'Ey yükselen yeni nesil, istikbal sizindir!' 101 yıldır aynı heyecan ve gururla...

Bandırma Vapuru, Samsun'a yanaşırken, Türk Ulusu'nun bağımsızlık ışığıdır ufukta görünen... Anadolu'nun karanlık ufku, genç general Mustafa Kemal'in ışığı ile aydınlanır ve ileride kendisine 'doğum gününüz hangi gün' diye sorulduğunda 'Niçin 19 Mayıs olmasın?' cevabını verir... İşte Türk Milleti'nin bu kutlu günü bugün 101 yaşında!

Türkiye Cumhuriyeti, bugün Atatürk ilke ve öğretileri ile ilerlemeye yemin etmiş Türk gençlerinin azmi ve omuzlarının üzerinde yeni ufuklara 19 Mayıs ruhunu ile ilerliyor...  Mustafa Kemal Atatürk'ün de dediği gibi 'Az zamanda çok da büyük işler yaptık, yapmak azmindeyiz'...

19 MAYIS NASIL 19 MAYIS OLDU?

19 Mayıs 1919 tarihi, Türkiye Cumhuriyeti’nin tarihindeki dönüm noktalarından biridir. Atatürk’ün Samsun’a ayak bastığı tarih olan 19 Mayıs aynı zamanda “Gençlik ve Spor Bayramı” olarak kutlanmaktadır. Atatürk Millî Mücadele sıralarında Türk milletini ileri götürecek genç fikirler olduğunu görmüştü. Bu nedenle de “gençlik” kavramı Atatürk için ayrı bir önem taşımaktadır. Atatürk gençlerden sık sık bahsederken, yaş sınırı dışında fikri olarak gençliği yani, fikirde yeniliği ifade etmiştir. O’nun şu sözü çok anlamlıdır:

“Genç fikirli demek, doğruyu gören ve anlayan gerçek fikirli demektir.”
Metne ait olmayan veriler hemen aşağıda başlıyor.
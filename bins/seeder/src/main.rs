//! Database seeder for Gurukul development and testing.
//!
//! Seeds the operator accounts, the course catalog, and a demo enquiry and
//! admission so the register screens have something to show.
//!
//! Usage: cargo run --bin seeder

use chrono::Utc;
use rust_decimal::Decimal;
use sea_orm::{ActiveModelTrait, ColumnTrait, DatabaseConnection, EntityTrait, QueryFilter, Set};
use uuid::Uuid;

use gurukul_core::auth::hash_password;
use gurukul_db::entities::{
    courses, enquiries, sea_orm_active_enums::UserRole, students, users,
};

/// Admin operator ID (consistent for all seeds)
const ADMIN_USER_ID: &str = "00000000-0000-0000-0000-000000000001";
/// Front-desk operator ID (consistent for all seeds)
const STAFF_USER_ID: &str = "00000000-0000-0000-0000-000000000002";
/// Demo enquiry ID (consistent for all seeds)
const DEMO_ENQUIRY_ID: &str = "00000000-0000-0000-0000-000000000011";
/// Demo student ID (consistent for all seeds)
const DEMO_STUDENT_ID: &str = "00000000-0000-0000-0000-000000000012";

/// Dev-only password for both seeded operators.
const DEV_PASSWORD: &str = "gurukul123";

#[tokio::main]
async fn main() {
    dotenvy::dotenv().ok();

    let database_url =
        std::env::var("DATABASE_URL").expect("DATABASE_URL must be set in environment");

    println!("Connecting to database...");
    let db = gurukul_db::connect(&database_url)
        .await
        .expect("Failed to connect to database");

    println!("Seeding operators...");
    seed_operators(&db).await;

    println!("Seeding course catalog...");
    seed_courses(&db).await;

    println!("Seeding demo enquiry...");
    seed_demo_enquiry(&db).await;

    println!("Seeding demo admission...");
    seed_demo_student(&db).await;

    println!("Seeding complete!");
    println!("  Login: admin@gurukul.dev / {DEV_PASSWORD} (change this outside development)");
}

fn admin_user_id() -> Uuid {
    Uuid::parse_str(ADMIN_USER_ID).unwrap()
}

fn staff_user_id() -> Uuid {
    Uuid::parse_str(STAFF_USER_ID).unwrap()
}

fn demo_enquiry_id() -> Uuid {
    Uuid::parse_str(DEMO_ENQUIRY_ID).unwrap()
}

fn demo_student_id() -> Uuid {
    Uuid::parse_str(DEMO_STUDENT_ID).unwrap()
}

/// Seeds the admin and front-desk operators with a known dev password.
async fn seed_operators(db: &DatabaseConnection) {
    let operators = [
        (
            admin_user_id(),
            "admin@gurukul.dev",
            "Admin",
            UserRole::Admin,
        ),
        (
            staff_user_id(),
            "frontdesk@gurukul.dev",
            "Front Desk",
            UserRole::Staff,
        ),
    ];

    for (id, email, full_name, role) in operators {
        if users::Entity::find_by_id(id).one(db).await.ok().flatten().is_some() {
            println!("  Operator {email} already exists, skipping...");
            continue;
        }

        let password_hash = match hash_password(DEV_PASSWORD) {
            Ok(hash) => hash,
            Err(e) => {
                eprintln!("Failed to hash dev password: {e}");
                return;
            }
        };

        let user = users::ActiveModel {
            id: Set(id),
            email: Set(email.to_string()),
            password_hash: Set(password_hash),
            full_name: Set(full_name.to_string()),
            role: Set(role),
            is_active: Set(true),
            created_at: Set(Utc::now().into()),
            updated_at: Set(Utc::now().into()),
        };

        if let Err(e) = user.insert(db).await {
            eprintln!("Failed to insert operator {email}: {e}");
        } else {
            println!("  Created operator: {email}");
        }
    }
}

/// Seeds the course catalog typical for a small training center.
async fn seed_courses(db: &DatabaseConnection) {
    let catalog = [
        ("TALLY", "Tally Prime with GST", 3, 6000),
        ("CCC", "Course on Computer Concepts", 3, 3500),
        ("DCA", "Diploma in Computer Applications", 6, 8000),
        ("ADCA", "Advanced Diploma in Computer Applications", 12, 12000),
        ("TYP", "Hindi & English Typing", 6, 4000),
        ("SPENG", "Spoken English", 3, 5000),
    ];

    let mut inserted = 0;
    for (code, name, duration_months, default_fees) in catalog {
        let course = courses::ActiveModel {
            id: Set(Uuid::new_v4()),
            name: Set(name.to_string()),
            code: Set(code.to_string()),
            duration_months: Set(duration_months),
            default_fees: Set(Decimal::from(default_fees)),
            is_active: Set(true),
            created_at: Set(Utc::now().into()),
            updated_at: Set(Utc::now().into()),
        };

        if let Err(e) = course.insert(db).await {
            // Ignore duplicate key errors (course already seeded)
            if !e.to_string().contains("duplicate key") {
                eprintln!("Failed to insert course {code}: {e}");
            }
        } else {
            inserted += 1;
        }
    }

    println!("  Inserted {inserted} courses");
}

/// Seeds a demo enquiry for the register screen.
async fn seed_demo_enquiry(db: &DatabaseConnection) {
    if enquiries::Entity::find_by_id(demo_enquiry_id())
        .one(db)
        .await
        .ok()
        .flatten()
        .is_some()
    {
        println!("  Demo enquiry already exists, skipping...");
        return;
    }

    let enquiry = enquiries::ActiveModel {
        id: Set(demo_enquiry_id()),
        name: Set("Sunita Sharma".to_string()),
        mobile: Set("9812345670".to_string()),
        education: Set("12th".to_string()),
        course_interest: Set("DCA".to_string()),
        created_at: Set(Utc::now().into()),
    };

    if let Err(e) = enquiry.insert(db).await {
        eprintln!("Failed to insert demo enquiry: {e}");
    } else {
        println!("  Created demo enquiry: Sunita Sharma");
    }
}

/// Seeds a demo admission against the Tally course.
async fn seed_demo_student(db: &DatabaseConnection) {
    if students::Entity::find_by_id(demo_student_id())
        .one(db)
        .await
        .ok()
        .flatten()
        .is_some()
    {
        println!("  Demo student already exists, skipping...");
        return;
    }

    let course = courses::Entity::find()
        .filter(courses::Column::Code.eq("TALLY"))
        .one(db)
        .await
        .ok()
        .flatten();

    let Some(course) = course else {
        eprintln!("Tally course missing, cannot seed demo student");
        return;
    };

    let student = students::ActiveModel {
        id: Set(demo_student_id()),
        enquiry_id: Set(None),
        full_name: Set("Ravi Kumar".to_string()),
        mobile: Set("9876543210".to_string()),
        email: Set(None),
        education: Set("B.Com".to_string()),
        address: Set(None),
        course_id: Set(course.id),
        custom_course: Set(None),
        admission_date: Set(Utc::now().date_naive()),
        total_fees: Set(course.default_fees),
        paid_fees: Set(Decimal::ZERO),
        is_active: Set(true),
        created_at: Set(Utc::now().into()),
        updated_at: Set(Utc::now().into()),
    };

    if let Err(e) = student.insert(db).await {
        eprintln!("Failed to insert demo student: {e}");
    } else {
        println!("  Created demo student: Ravi Kumar ({})", course.name);
    }
}
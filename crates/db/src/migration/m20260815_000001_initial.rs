//! Initial database migration.
//!
//! Creates all tables, enums, and indexes for the admissions and fee-ledger
//! schema, and seeds the receipt counter row.

use sea_orm_migration::prelude::*;

#[derive(DeriveMigrationName)]
pub struct Migration;

#[async_trait::async_trait]
impl MigrationTrait for Migration {
    async fn up(&self, manager: &SchemaManager) -> Result<(), DbErr> {
        let db = manager.get_connection();

        // ============================================================
        // PART 1: ENUMS
        // ============================================================
        db.execute_unprepared(ENUMS_SQL).await?;

        // ============================================================
        // PART 2: OPERATORS
        // ============================================================
        db.execute_unprepared(USERS_SQL).await?;

        // ============================================================
        // PART 3: ADMISSIONS
        // ============================================================
        db.execute_unprepared(COURSES_SQL).await?;
        db.execute_unprepared(ENQUIRIES_SQL).await?;
        db.execute_unprepared(STUDENTS_SQL).await?;

        // ============================================================
        // PART 4: FEE LEDGER
        // ============================================================
        db.execute_unprepared(FEE_PAYMENTS_SQL).await?;
        db.execute_unprepared(RECEIPT_COUNTERS_SQL).await?;

        // ============================================================
        // PART 5: SEED DATA
        // ============================================================
        db.execute_unprepared(SEED_RECEIPT_COUNTER_SQL).await?;

        Ok(())
    }

    async fn down(&self, manager: &SchemaManager) -> Result<(), DbErr> {
        let db = manager.get_connection();
        db.execute_unprepared(DROP_ALL_SQL).await?;
        Ok(())
    }
}

// ============================================================
// SQL CONSTANTS
// ============================================================

const ENUMS_SQL: &str = r"
-- Operator roles
CREATE TYPE user_role AS ENUM (
    'admin',
    'staff'
);

-- Payment modes accepted at the fee desk
CREATE TYPE payment_mode AS ENUM (
    'cash',
    'upi',
    'card',
    'bank_transfer'
);
";

const USERS_SQL: &str = r"
CREATE TABLE users (
    id UUID PRIMARY KEY DEFAULT gen_random_uuid(),
    email VARCHAR(255) NOT NULL UNIQUE,
    password_hash VARCHAR(255) NOT NULL,
    full_name VARCHAR(255) NOT NULL,
    role user_role NOT NULL DEFAULT 'staff',
    is_active BOOLEAN NOT NULL DEFAULT true,
    created_at TIMESTAMPTZ NOT NULL DEFAULT now(),
    updated_at TIMESTAMPTZ NOT NULL DEFAULT now()
);

CREATE INDEX idx_users_email ON users(email) WHERE is_active = true;
";

const COURSES_SQL: &str = r"
CREATE TABLE courses (
    id UUID PRIMARY KEY DEFAULT gen_random_uuid(),
    name VARCHAR(150) NOT NULL UNIQUE,
    code VARCHAR(20) NOT NULL UNIQUE,
    duration_months INTEGER NOT NULL,
    default_fees NUMERIC(10, 2) NOT NULL DEFAULT 0,
    is_active BOOLEAN NOT NULL DEFAULT true,
    created_at TIMESTAMPTZ NOT NULL DEFAULT now(),
    updated_at TIMESTAMPTZ NOT NULL DEFAULT now(),
    CONSTRAINT chk_course_duration CHECK (duration_months > 0),
    CONSTRAINT chk_course_fees CHECK (default_fees >= 0)
);
";

const ENQUIRIES_SQL: &str = r"
CREATE TABLE enquiries (
    id UUID PRIMARY KEY DEFAULT gen_random_uuid(),
    name VARCHAR(255) NOT NULL,
    mobile VARCHAR(20) NOT NULL,
    education VARCHAR(255) NOT NULL,
    course_interest VARCHAR(255) NOT NULL,
    created_at TIMESTAMPTZ NOT NULL DEFAULT now()
);

CREATE INDEX idx_enquiries_created ON enquiries(created_at DESC);
";

const STUDENTS_SQL: &str = r"
CREATE TABLE students (
    id UUID PRIMARY KEY DEFAULT gen_random_uuid(),
    enquiry_id UUID REFERENCES enquiries(id) ON DELETE SET NULL,
    full_name VARCHAR(255) NOT NULL,
    mobile VARCHAR(20) NOT NULL,
    email VARCHAR(255),
    education VARCHAR(255) NOT NULL,
    address TEXT,
    course_id UUID NOT NULL REFERENCES courses(id) ON DELETE RESTRICT,
    custom_course VARCHAR(255),
    admission_date DATE NOT NULL,
    total_fees NUMERIC(10, 2) NOT NULL,
    paid_fees NUMERIC(10, 2) NOT NULL DEFAULT 0,
    is_active BOOLEAN NOT NULL DEFAULT true,
    created_at TIMESTAMPTZ NOT NULL DEFAULT now(),
    updated_at TIMESTAMPTZ NOT NULL DEFAULT now(),
    CONSTRAINT chk_total_fees_non_negative CHECK (total_fees >= 0),
    CONSTRAINT chk_paid_fees_non_negative CHECK (paid_fees >= 0)
);

CREATE INDEX idx_students_course ON students(course_id);
CREATE INDEX idx_students_admission ON students(admission_date DESC);
CREATE INDEX idx_students_mobile ON students(mobile);
";

const FEE_PAYMENTS_SQL: &str = r"
CREATE TABLE fee_payments (
    id UUID PRIMARY KEY DEFAULT gen_random_uuid(),
    student_id UUID NOT NULL REFERENCES students(id) ON DELETE CASCADE,
    receipt_no VARCHAR(20) NOT NULL UNIQUE,
    amount NUMERIC(10, 2) NOT NULL,
    payment_mode payment_mode NOT NULL DEFAULT 'cash',
    payment_date TIMESTAMPTZ NOT NULL DEFAULT now(),
    remarks TEXT,
    total_fees_at_payment NUMERIC(10, 2) NOT NULL,
    paid_before_this NUMERIC(10, 2) NOT NULL,
    remaining_after_this NUMERIC(10, 2) NOT NULL,
    created_at TIMESTAMPTZ NOT NULL DEFAULT now(),
    updated_at TIMESTAMPTZ NOT NULL DEFAULT now(),
    CONSTRAINT chk_payment_amount_positive CHECK (amount > 0)
);

CREATE INDEX idx_fee_payments_student ON fee_payments(student_id, payment_date DESC);
CREATE INDEX idx_fee_payments_date ON fee_payments(payment_date DESC);
";

const RECEIPT_COUNTERS_SQL: &str = r"
CREATE TABLE receipt_counters (
    id SMALLINT PRIMARY KEY,
    last_value BIGINT NOT NULL DEFAULT 0,
    CONSTRAINT chk_counter_singleton CHECK (id = 1)
);
";

const SEED_RECEIPT_COUNTER_SQL: &str = r"
-- ============================================================
-- SEED: Receipt counter (single row, locked FOR UPDATE per payment)
-- ============================================================
INSERT INTO receipt_counters (id, last_value) VALUES (1, 0);
";

const DROP_ALL_SQL: &str = r"
-- ============================================================
-- DROP ALL: Rollback migration
-- Order matters due to foreign key constraints
-- ============================================================

DROP TABLE IF EXISTS receipt_counters CASCADE;
DROP TABLE IF EXISTS fee_payments CASCADE;
DROP TABLE IF EXISTS students CASCADE;
DROP TABLE IF EXISTS enquiries CASCADE;
DROP TABLE IF EXISTS courses CASCADE;
DROP TABLE IF EXISTS users CASCADE;

-- Drop enums
DROP TYPE IF EXISTS payment_mode CASCADE;
DROP TYPE IF EXISTS user_role CASCADE;
";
Atatürk’ün gençliğe armağan ettiği ve “Gençlik ve Spor Bayramı” olarak kutlanan 19 Mayıs tarihinin önemini daha iyi anlayabilmek için Atatürk’ün 16-19 Mayıs 1919 tarihleri arasında gerçekleştirdiği İstanbul-Samsun yolculuğunu bir kez daha hatırlamamız gerekir...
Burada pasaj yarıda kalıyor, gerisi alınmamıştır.